-- Opening Marker --
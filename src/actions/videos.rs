use tracing::info;

use super::Actions;
use crate::api::CallOptions;
use crate::bus::BusEvent;
use crate::types::{StreamInfo, StreamResponse, VideoUrlRequest};

/// Outcome of a submitted video URL.
#[derive(Debug, Clone, PartialEq)]
pub enum Submission {
    /// The server queued a download; its answer was shown as a toast.
    Queued,
    /// The server resolved a playable stream.
    Stream(StreamInfo),
}

impl Actions {
    /// Hands a page or media URL to the server, either to download it or to resolve a
    /// directly playable stream.
    pub async fn submit_video_url(&self, url: &str, stream: bool) -> Option<Submission> {
        let url = url.trim();
        if url.is_empty() {
            self.toast("Please enter a video URL");
            return None;
        }
        self.bus().publish(BusEvent::VideoUrl { url: url.to_string(), stream });

        let body = VideoUrlRequest { source_url: url, url };
        let path = if stream { "/stream" } else { "/download" };
        let error_message = if stream { "Error streaming file" } else { "Error downloading file" };

        if !stream {
            self.api.call(path, CallOptions::post_json(&body, error_message)).await?;
            info!(url, "download queued");
            return Some(Submission::Queued);
        }

        let resp = self.api.call_as::<StreamResponse>(path, CallOptions::post_json(&body, error_message).quiet()).await?;
        match resp.into_stream_info() {
            Some(info) => Some(Submission::Stream(info)),
            None => {
                self.toast("Error: No video URL found to be played");
                None
            }
        }
    }
}
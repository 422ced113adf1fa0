#[cfg(test)]
mod tests {
    use std::sync::atomic::{AtomicUsize, Ordering};
    use std::sync::{Arc, Mutex};
    use std::time::Duration;

    use tokio::time::sleep;

    use crate::debounce::Debouncer;

    // With a paused clock, sleeping in the test auto-advances time and runs every timer
    // that falls due in between, in order.

    #[tokio::test(start_paused = true)]
    async fn test_only_the_last_call_fires() {
        let debouncer = Debouncer::new(Duration::from_millis(3000));
        let fired = Arc::new(Mutex::new(Vec::new()));

        for i in 0..5 {
            let fired = fired.clone();
            debouncer.call(async move { fired.lock().unwrap().push(i) });
            sleep(Duration::from_millis(500)).await;
        }
        assert!(fired.lock().unwrap().is_empty());

        sleep(Duration::from_millis(3000)).await;

        assert_eq!(*fired.lock().unwrap(), vec![4]);
        assert!(!debouncer.is_pending());
    }

    #[tokio::test(start_paused = true)]
    async fn test_calls_outside_the_window_both_fire() {
        let debouncer = Debouncer::new(Duration::from_millis(100));
        let count = Arc::new(AtomicUsize::new(0));

        for _ in 0..2 {
            let count = count.clone();
            debouncer.call(async move {
                count.fetch_add(1, Ordering::SeqCst);
            });
            sleep(Duration::from_millis(150)).await;
        }

        assert_eq!(count.load(Ordering::SeqCst), 2);
    }

    #[tokio::test(start_paused = true)]
    async fn test_cancel_drops_the_pending_call() {
        let debouncer = Debouncer::new(Duration::from_millis(100));
        let count = Arc::new(AtomicUsize::new(0));
        let c = count.clone();
        debouncer.call(async move {
            c.fetch_add(1, Ordering::SeqCst);
        });
        assert!(debouncer.is_pending());

        debouncer.cancel();
        sleep(Duration::from_millis(500)).await;

        assert_eq!(count.load(Ordering::SeqCst), 0);
        assert!(!debouncer.is_pending());
    }

    #[tokio::test(start_paused = true)]
    async fn test_a_running_task_is_not_cancelled_by_a_new_call() {
        let debouncer = Debouncer::new(Duration::from_millis(100));
        let finished = Arc::new(AtomicUsize::new(0));

        let f = finished.clone();
        debouncer.call(async move {
            sleep(Duration::from_millis(1000)).await;
            f.fetch_add(1, Ordering::SeqCst);
        });
        sleep(Duration::from_millis(150)).await;

        // the first task is in flight now; a new call only replaces the timer
        let f = finished.clone();
        debouncer.call(async move {
            f.fetch_add(10, Ordering::SeqCst);
        });
        sleep(Duration::from_millis(1100)).await;

        assert_eq!(finished.load(Ordering::SeqCst), 11);
    }
}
-- Closing Marker --
Problem:
Look in the material above for the line with "let debouncer = Debouncer::new(Duration::from_millis(3000));" and the line with "sleep(Duration::from_millis(3000)).await;", and transcribe exactly those lines and all lines between them, nothing more.

Written reply:
        let debouncer = Debouncer::new(Duration::from_millis(3000));
        let fired = Arc::new(Mutex::new(Vec::new()));

        for i in 0..5 {
            let fired = fired.clone();
            debouncer.call(async move { fired.lock().unwrap().push(i) });
            sleep(Duration::from_millis(500)).await;
        }
        assert!(fired.lock().unwrap().is_empty());

        sleep(Duration::from_millis(3000)).await;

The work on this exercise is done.